Borrada de los mapas de Israel posteriores a 1948, Deir Yassin nunca se podrá borrar, ni se borrará, de las mentes de los palestinos de todo el mundo, de los que están bajo la ocupación y los de la diáspora. No importa cómo se alteren los mapas y los carteles, siempre encontraré un camino de regreso a Deir Yassin, porque esa es mi responsabilidad moral, volver y mantener vivo su legado. De aquí es de donde vengo, aquí es donde mi familia, que todavía está viva y recuerda bien, sufrió. Aquí es donde la injusticia tuvo lugar y yo nunca lo olvidaré. Después de todo fue Simón Wiesenthal el que dijo que «la esperanza vive cuando la gente recuerda,» al observar el sufrimiento de los judíos en manos de la injusticia. Del mismo modo, el sufrimiento de los palestinos también merece ser dignificado. Como cualquier pueblo que ha sido subyugado y oprimido, los palestinos también se aferran a su implacable negativa a consentir y olvidar.

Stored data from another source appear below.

// src/engine.rs
//! Buy and sell execution.
//!
//! A trade resolves its quote first, with no lock held. It then takes the
//! owner's mutation scope, re-reads the account and holding, validates, and
//! hands the store a single [`TradeCommit`]. Requests for one owner queue on
//! that owner's mutex in arrival order; different owners never contend.

use crate::clock::Clock;
use crate::db::Store;
use crate::error::AppError;
use crate::models::{
    normalize_symbol, Account, AccountId, Holding, LedgerEntry, Quote, TradeCommit, TradeReceipt,
};
use crate::quote::QuoteProvider;
use dashmap::DashMap;
use log::{info, warn};
use rust_decimal::Decimal;
use std::sync::Arc;
use tokio::sync::{Mutex, OwnedMutexGuard};

pub struct TradingEngine {
    store: Arc<dyn Store>,
    quotes: Arc<dyn QuoteProvider>,
    clock: Arc<dyn Clock>,
    owner_locks: DashMap<AccountId, Arc<Mutex<()>>>,
}

impl TradingEngine {
    pub fn new(store: Arc<dyn Store>, quotes: Arc<dyn QuoteProvider>, clock: Arc<dyn Clock>) -> Self {
        Self {
            store,
            quotes,
            clock,
            owner_locks: DashMap::new(),
        }
    }

    pub async fn buy(
        &self,
        owner: AccountId,
        symbol: &str,
        requested: i64,
    ) -> Result<TradeReceipt, AppError> {
        let shares = positive_shares(requested)?;
        let symbol = normalize_symbol(symbol)?;
        let quote = self.resolve_quote(&symbol).await?;
        let symbol = normalize_symbol(&quote.symbol)?;
        let cost = notional(quote.price, shares)?;

        let _scope = self.lock_owner(owner).await;
        let account = self.load_account(owner).await?;
        if cost > account.cash {
            warn!(
                "Rejected buy for {}: {} x {} costs {}, cash {}",
                owner, shares, symbol, cost, account.cash
            );
            return Err(AppError::InsufficientFunds {
                required: cost,
                available: account.cash,
            });
        }
        let held = self
            .store
            .holding(owner, &symbol)
            .await?
            .map(|h| h.shares)
            .unwrap_or(0);
        let shares_after = held
            .checked_add(shares)
            .ok_or_else(|| AppError::InvalidInput("share count too large".into()))?;

        let receipt = self
            .commit(&account, &symbol, shares, quote.price, account.cash - cost, shares_after)
            .await?;
        info!(
            "Bought {} {} @ {} for {} (cash {})",
            shares, symbol, quote.price, owner, receipt.cash
        );
        Ok(receipt)
    }

    pub async fn sell(
        &self,
        owner: AccountId,
        symbol: &str,
        requested: i64,
    ) -> Result<TradeReceipt, AppError> {
        let shares = positive_shares(requested)?;
        let symbol = normalize_symbol(symbol)?;
        // Reject unknown owners and unowned symbols before paying for a quote round-trip.
        self.load_account(owner).await?;
        self.sellable(owner, &symbol, shares).await?;
        let quote = self.resolve_quote(&symbol).await?;
        let proceeds = notional(quote.price, shares)?;

        let _scope = self.lock_owner(owner).await;
        let account = self.load_account(owner).await?;
        let held = self.sellable(owner, &symbol, shares).await?;
        let cash_after = account
            .cash
            .checked_add(proceeds)
            .ok_or_else(|| AppError::InvalidInput("cash balance overflow".into()))?;

        let receipt = self
            .commit(&account, &symbol, -shares, quote.price, cash_after, held - shares)
            .await?;
        info!(
            "Sold {} {} @ {} for {} (cash {})",
            shares, symbol, quote.price, owner, receipt.cash
        );
        Ok(receipt)
    }

    /// Current holding if it covers `shares`.
    async fn sellable(&self, owner: AccountId, symbol: &str, shares: i64) -> Result<i64, AppError> {
        let held = match self.store.holding(owner, symbol).await? {
            Some(holding) if holding.shares > 0 => holding.shares,
            _ => {
                warn!("Rejected sell for {}: {} not owned", owner, symbol);
                return Err(AppError::SymbolNotOwned(symbol.to_string()));
            }
        };
        if shares > held {
            warn!(
                "Rejected sell for {}: {} x {} requested, {} held",
                owner, shares, symbol, held
            );
            return Err(AppError::InsufficientShares {
                symbol: symbol.to_string(),
                requested: shares,
                held,
            });
        }
        Ok(held)
    }

    async fn commit(
        &self,
        account: &Account,
        symbol: &str,
        delta: i64,
        price: Decimal,
        cash_after: Decimal,
        shares_after: i64,
    ) -> Result<TradeReceipt, AppError> {
        // Ledger time never runs backwards for an owner.
        let now = self.clock.now();
        let executed_at = match account.last_trade_at {
            Some(last) if last > now => last,
            _ => now,
        };
        let entry = LedgerEntry {
            owner: account.id,
            seq: account.ledger_seq + 1,
            symbol: symbol.to_string(),
            shares: delta,
            price,
            executed_at,
        };
        let commit = TradeCommit {
            owner: account.id,
            expected_seq: account.ledger_seq,
            cash_after,
            holding_after: Holding {
                owner: account.id,
                symbol: symbol.to_string(),
                shares: shares_after,
            },
            entry,
        };
        self.store.commit_trade(&commit).await?;
        Ok(TradeReceipt {
            entry: commit.entry,
            cash: cash_after,
            shares_held: shares_after,
        })
    }

    async fn resolve_quote(&self, symbol: &str) -> Result<Quote, AppError> {
        match self.quotes.lookup(symbol).await? {
            Some(quote) if quote.price > Decimal::ZERO => Ok(quote),
            Some(quote) => Err(AppError::quote_unavailable(
                symbol,
                format!("non-positive price {}", quote.price),
            )),
            None => Err(AppError::SymbolNotFound(symbol.to_string())),
        }
    }

    async fn load_account(&self, owner: AccountId) -> Result<Account, AppError> {
        self.store
            .account(owner)
            .await?
            .ok_or(AppError::UnknownAccount)
    }

    async fn lock_owner(&self, owner: AccountId) -> OwnedMutexGuard<()> {
        let lock = self
            .owner_locks
            .entry(owner)
            .or_insert_with(|| Arc::new(Mutex::new(())))
            .clone();
        lock.lock_owned().await
    }
}

fn positive_shares(requested: i64) -> Result<i64, AppError> {
    if requested <= 0 {
        return Err(AppError::InvalidInput(
            "shares must be a positive whole number".into(),
        ));
    }
    Ok(requested)
}

fn notional(price: Decimal, shares: i64) -> Result<Decimal, AppError> {
    price
        .checked_mul(Decimal::from(shares))
        .ok_or_else(|| AppError::InvalidInput("order value too large".into()))
}
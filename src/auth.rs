// src/auth.rs
use crate::error::AppError;
use crate::models::AccountId;
use chrono::{Duration, Utc};
use dashmap::DashMap;
use jsonwebtoken::{decode, encode, DecodingKey, EncodingKey, Header, Validation};
use log::debug;
use serde::{Deserialize, Serialize};
use uuid::Uuid;

#[derive(Debug, Serialize, Deserialize)]
struct Claims {
    sub: String,
    exp: usize,
    jti: String,
}

/// Issues and checks bearer tokens. Log-out revokes a token's id until the
/// token would have expired anyway.
pub struct TokenIssuer {
    secret: Vec<u8>,
    ttl: Duration,
    revoked: DashMap<String, usize>,
}

impl TokenIssuer {
    pub fn new(secret: &[u8], ttl: Duration) -> Self {
        Self {
            secret: secret.to_vec(),
            ttl,
            revoked: DashMap::new(),
        }
    }

    pub fn create_token(&self, account: AccountId) -> Result<String, AppError> {
        let exp = (Utc::now() + self.ttl).timestamp().max(0) as usize;
        let claims = Claims {
            sub: account.to_string(),
            exp,
            jti: Uuid::new_v4().to_string(),
        };
        encode(
            &Header::default(),
            &claims,
            &EncodingKey::from_secret(&self.secret),
        )
        .map_err(|e| AppError::internal("token signing failed", e))
    }

    pub fn validate(&self, token: &str) -> Result<AccountId, AppError> {
        let claims = self.decode(token)?;
        if self.revoked.contains_key(&claims.jti) {
            return Err(AppError::Unauthorized);
        }
        claims.sub.parse().map_err(|_| AppError::Unauthorized)
    }

    pub fn revoke(&self, token: &str) -> Result<(), AppError> {
        let claims = self.decode(token)?;
        let now = Utc::now().timestamp().max(0) as usize;
        self.revoked.retain(|_, exp| *exp >= now);
        self.revoked.insert(claims.jti, claims.exp);
        Ok(())
    }

    fn decode(&self, token: &str) -> Result<Claims, AppError> {
        decode::<Claims>(
            token,
            &DecodingKey::from_secret(&self.secret),
            &Validation::default(),
        )
        .map(|data| data.claims)
        .map_err(|e| {
            debug!("Rejected token: {}", e);
            AppError::Unauthorized
        })
    }
}
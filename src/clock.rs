// src/clock.rs
use chrono::{DateTime, Duration, Utc};
use std::sync::Mutex;

/// Source of trade timestamps.
pub trait Clock: Send + Sync {
    fn now(&self) -> DateTime<Utc>;
}

#[derive(Debug, Default, Clone, Copy)]
pub struct SystemClock;

impl Clock for SystemClock {
    fn now(&self) -> DateTime<Utc> {
        Utc::now()
    }
}

/// Manually driven clock for tests and replays.
#[derive(Debug)]
pub struct FixedClock {
    now: Mutex<DateTime<Utc>>,
}

impl FixedClock {
    pub fn new(now: DateTime<Utc>) -> Self {
        Self {
            now: Mutex::new(now),
        }
    }

    pub fn set(&self, now: DateTime<Utc>) {
        *self.now.lock().unwrap_or_else(|e| e.into_inner()) = now;
    }

    pub fn advance(&self, by: Duration) {
        let mut now = self.now.lock().unwrap_or_else(|e| e.into_inner());
        *now = *now + by;
    }
}

impl Clock for FixedClock {
    fn now(&self) -> DateTime<Utc> {
        *self.now.lock().unwrap_or_else(|e| e.into_inner())
    }
}
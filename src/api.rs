// src/api.rs
use crate::error::AppError;
use crate::models::{
    parse_shares, AccountId, LoginRequest, RegisterRequest, SessionResponse, TradeRequest,
};
use crate::state::AppState;
use log::{debug, error, info};
use serde::de::DeserializeOwned;
use serde_json::json;
use std::convert::Infallible;
use std::sync::Arc;
use warp::http::StatusCode;
use warp::{Filter, Rejection, Reply};

const MAX_BODY_BYTES: u64 = 16 * 1024;

/// Caller identity resolved from the bearer token, scoped to one request.
#[derive(Debug, Clone)]
pub struct Session {
    pub account_id: AccountId,
    token: String,
}

/// All routes with error recovery and caching disabled.
pub fn app(
    state: Arc<AppState>,
) -> impl Filter<Extract = impl Reply, Error = Infallible> + Clone {
    routes(state)
        .recover(handle_rejection)
        .with(warp::reply::with::header(
            "cache-control",
            "no-cache, no-store, must-revalidate",
        ))
}

pub fn routes(
    state: Arc<AppState>,
) -> impl Filter<Extract = impl Reply, Error = Rejection> + Clone {
    let register = warp::path!("register")
        .and(warp::post())
        .and(with_state(state.clone()))
        .and(json_body::<RegisterRequest>())
        .and_then(register_handler);

    let login = warp::path!("login")
        .and(warp::post())
        .and(with_state(state.clone()))
        .and(json_body::<LoginRequest>())
        .and_then(login_handler);

    let logout = warp::path!("logout")
        .and(warp::post())
        .and(with_state(state.clone()))
        .and(with_session(state.clone()))
        .and_then(logout_handler);

    let portfolio = warp::path!("portfolio")
        .and(warp::get())
        .and(with_state(state.clone()))
        .and(with_session(state.clone()))
        .and_then(portfolio_handler);

    let quote = warp::path!("quote" / String)
        .and(warp::get())
        .and(with_state(state.clone()))
        .and(with_session(state.clone()))
        .and_then(quote_handler);

    let buy = warp::path!("buy")
        .and(warp::post())
        .and(with_state(state.clone()))
        .and(with_session(state.clone()))
        .and(json_body::<TradeRequest>())
        .and_then(buy_handler);

    let sell = warp::path!("sell")
        .and(warp::post())
        .and(with_state(state.clone()))
        .and(with_session(state.clone()))
        .and(json_body::<TradeRequest>())
        .and_then(sell_handler);

    let history = warp::path!("history")
        .and(warp::get())
        .and(with_state(state.clone()))
        .and(with_session(state))
        .and_then(history_handler);

    register
        .or(login)
        .or(logout)
        .or(portfolio)
        .or(quote)
        .or(buy)
        .or(sell)
        .or(history)
}

fn with_state(
    state: Arc<AppState>,
) -> impl Filter<Extract = (Arc<AppState>,), Error = Infallible> + Clone {
    warp::any().map(move || state.clone())
}

fn with_session(
    state: Arc<AppState>,
) -> impl Filter<Extract = (Session,), Error = Rejection> + Clone {
    warp::header::optional::<String>("authorization")
        .and(with_state(state))
        .and_then(authorize)
}

fn json_body<T: DeserializeOwned + Send>(
) -> impl Filter<Extract = (T,), Error = Rejection> + Clone {
    warp::body::content_length_limit(MAX_BODY_BYTES).and(warp::body::json())
}

async fn authorize(header: Option<String>, state: Arc<AppState>) -> Result<Session, Rejection> {
    let token = header
        .as_deref()
        .and_then(|h| h.strip_prefix("Bearer "))
        .map(str::trim)
        .filter(|t| !t.is_empty())
        .ok_or_else(|| warp::reject::custom(AppError::Unauthorized))?;
    let account_id = state.tokens.validate(token).map_err(warp::reject::custom)?;
    Ok(Session {
        account_id,
        token: token.to_string(),
    })
}

async fn register_handler(
    state: Arc<AppState>,
    form: RegisterRequest,
) -> Result<impl Reply, Rejection> {
    let account_id = state
        .accounts
        .register(
            form.username.as_deref().unwrap_or_default(),
            form.password.as_deref().unwrap_or_default(),
            form.confirmation.as_deref().unwrap_or_default(),
        )
        .await
        .map_err(warp::reject::custom)?;
    let token = state
        .tokens
        .create_token(account_id)
        .map_err(warp::reject::custom)?;
    Ok(warp::reply::with_status(
        warp::reply::json(&SessionResponse { account_id, token }),
        StatusCode::CREATED,
    ))
}

async fn login_handler(state: Arc<AppState>, form: LoginRequest) -> Result<impl Reply, Rejection> {
    let account_id = state
        .accounts
        .authenticate(
            form.username.as_deref().unwrap_or_default(),
            form.password.as_deref().unwrap_or_default(),
        )
        .await
        .map_err(warp::reject::custom)?;
    let token = state
        .tokens
        .create_token(account_id)
        .map_err(warp::reject::custom)?;
    info!("Account {} logged in.", account_id);
    Ok(warp::reply::json(&SessionResponse { account_id, token }))
}

async fn logout_handler(state: Arc<AppState>, session: Session) -> Result<impl Reply, Rejection> {
    state
        .tokens
        .revoke(&session.token)
        .map_err(warp::reject::custom)?;
    info!("Account {} logged out.", session.account_id);
    Ok(warp::reply::json(&json!({ "message": "logged out" })))
}

async fn portfolio_handler(
    state: Arc<AppState>,
    session: Session,
) -> Result<impl Reply, Rejection> {
    let portfolio = state
        .portfolio
        .snapshot(session.account_id)
        .await
        .map_err(warp::reject::custom)?;
    Ok(warp::reply::json(&portfolio))
}

async fn quote_handler(
    symbol: String,
    state: Arc<AppState>,
    _session: Session,
) -> Result<impl Reply, Rejection> {
    let quote = state
        .portfolio
        .quote(&symbol)
        .await
        .map_err(warp::reject::custom)?;
    Ok(warp::reply::json(&quote))
}

async fn buy_handler(
    state: Arc<AppState>,
    session: Session,
    form: TradeRequest,
) -> Result<impl Reply, Rejection> {
    let (symbol, shares) = trade_params(&form).map_err(warp::reject::custom)?;
    let receipt = state
        .engine
        .buy(session.account_id, symbol, shares)
        .await
        .map_err(warp::reject::custom)?;
    Ok(warp::reply::json(&receipt))
}

async fn sell_handler(
    state: Arc<AppState>,
    session: Session,
    form: TradeRequest,
) -> Result<impl Reply, Rejection> {
    let (symbol, shares) = trade_params(&form).map_err(warp::reject::custom)?;
    let receipt = state
        .engine
        .sell(session.account_id, symbol, shares)
        .await
        .map_err(warp::reject::custom)?;
    Ok(warp::reply::json(&receipt))
}

async fn history_handler(
    state: Arc<AppState>,
    session: Session,
) -> Result<impl Reply, Rejection> {
    let entries = state
        .portfolio
        .history(session.account_id)
        .await
        .map_err(warp::reject::custom)?;
    Ok(warp::reply::json(&entries))
}

fn trade_params(form: &TradeRequest) -> Result<(&str, i64), AppError> {
    let symbol = form
        .symbol
        .as_deref()
        .ok_or_else(|| AppError::InvalidInput("missing symbol".into()))?;
    let shares = parse_shares(form.shares.as_ref())?;
    Ok((symbol, shares))
}

/// Turns every rejection into `{error, message, retryable}` JSON with a matching status.
pub async fn handle_rejection(err: Rejection) -> Result<impl Reply, Infallible> {
    let mut retryable = false;
    let (status, code, message) = if let Some(e) = err.find::<AppError>() {
        if e.status().is_server_error() {
            error!("Request failed: {}", e);
        } else {
            debug!("Request rejected: {}", e);
        }
        retryable = e.retryable();
        (e.status(), e.code(), e.public_message())
    } else if err.is_not_found() {
        (StatusCode::NOT_FOUND, "NOT_FOUND", "not found".to_string())
    } else if let Some(e) = err.find::<warp::filters::body::BodyDeserializeError>() {
        (StatusCode::BAD_REQUEST, "INVALID_INPUT", e.to_string())
    } else if err.find::<warp::reject::PayloadTooLarge>().is_some() {
        (
            StatusCode::PAYLOAD_TOO_LARGE,
            "INVALID_INPUT",
            "request body too large".to_string(),
        )
    } else if err.find::<warp::reject::MethodNotAllowed>().is_some() {
        (
            StatusCode::METHOD_NOT_ALLOWED,
            "METHOD_NOT_ALLOWED",
            "method not allowed".to_string(),
        )
    } else {
        error!("Unhandled rejection: {:?}", err);
        (
            StatusCode::INTERNAL_SERVER_ERROR,
            "INTERNAL_ERROR",
            "internal error".to_string(),
        )
    };

    Ok(warp::reply::with_status(
        warp::reply::json(&json!({
            "error": code,
            "message": message,
            "retryable": retryable,
        })),
        status,
    ))
}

A pesar de toda la agonía, la angustia y los recuerdos traumáticos que se han hecho eco de ella durante toda su vida, los ojos de mi abuela todavía se encienden sólo con oír el sonido de Deir Yassin. Hoy, este lugar que ha sido asociado con el dolor y el sufrimiento para tantas personas, sigue inculcando orgullo y alegría en ella. Nunca he conocido tanta fuerza y resistencia, pero espero aprender de ello todos los días.
Así, hoy conmemoro el 62º aniversario de la masacre de Deir Yassin. Conmemorar Deir Yassin no es crear una sádica explotación del sufrimiento de un pueblo. Es un recordatorio de que la injusticia tuvo lugar aquí y es nuestra responsabilidad recordar que las atrocidades y la intolerancia que vemos y oímos hoy tuvieron su inicio con Deir Yassin. Deir Yassin, que catapultó la Naqba, nuestra catástrofe, es un marcador indiscutible de la injusticia descarada, y lo seguirá siendo para impedir cualquier abuso de poder y la idea de que «la ignorancia es la felicidad.» Deir Yassin significa que los palestinos han existido y todavía existen, y nunca se rendirán sin luchar.
David Ben Gurion, el primer ministro de Israel, estaba equivocado cuando afirmó con arrogancia que «los viejos morirían y los jóvenes olvidarían,» ya que subestimó la voluntad indomable del pueblo palestino. A pesar de la angustia, el dolor y el sufrimiento, nunca vamos a renunciar a un sueño tan arraigado en nuestros corazones y en nuestras mentes. Sí, los viejos pueden morir, pero los jóvenes nunca podrán olvidar, y, parafraseando a Bobby Sands «nuestra venganza será la risa de nuestros niños», quienes realizarán este sueño y lucharán por la justicia. Este sueño vivirá en los corazones generación tras generación, es un fuego inextinguible ardiendo dentro de nuestros corazones, y lo que decimos hoy será nuestro compromiso de por vida.
Dina Elmuti es una estudiante de postgrado del Máster en el programa de Trabajo Social en la Southern Illinois University en Carbondale.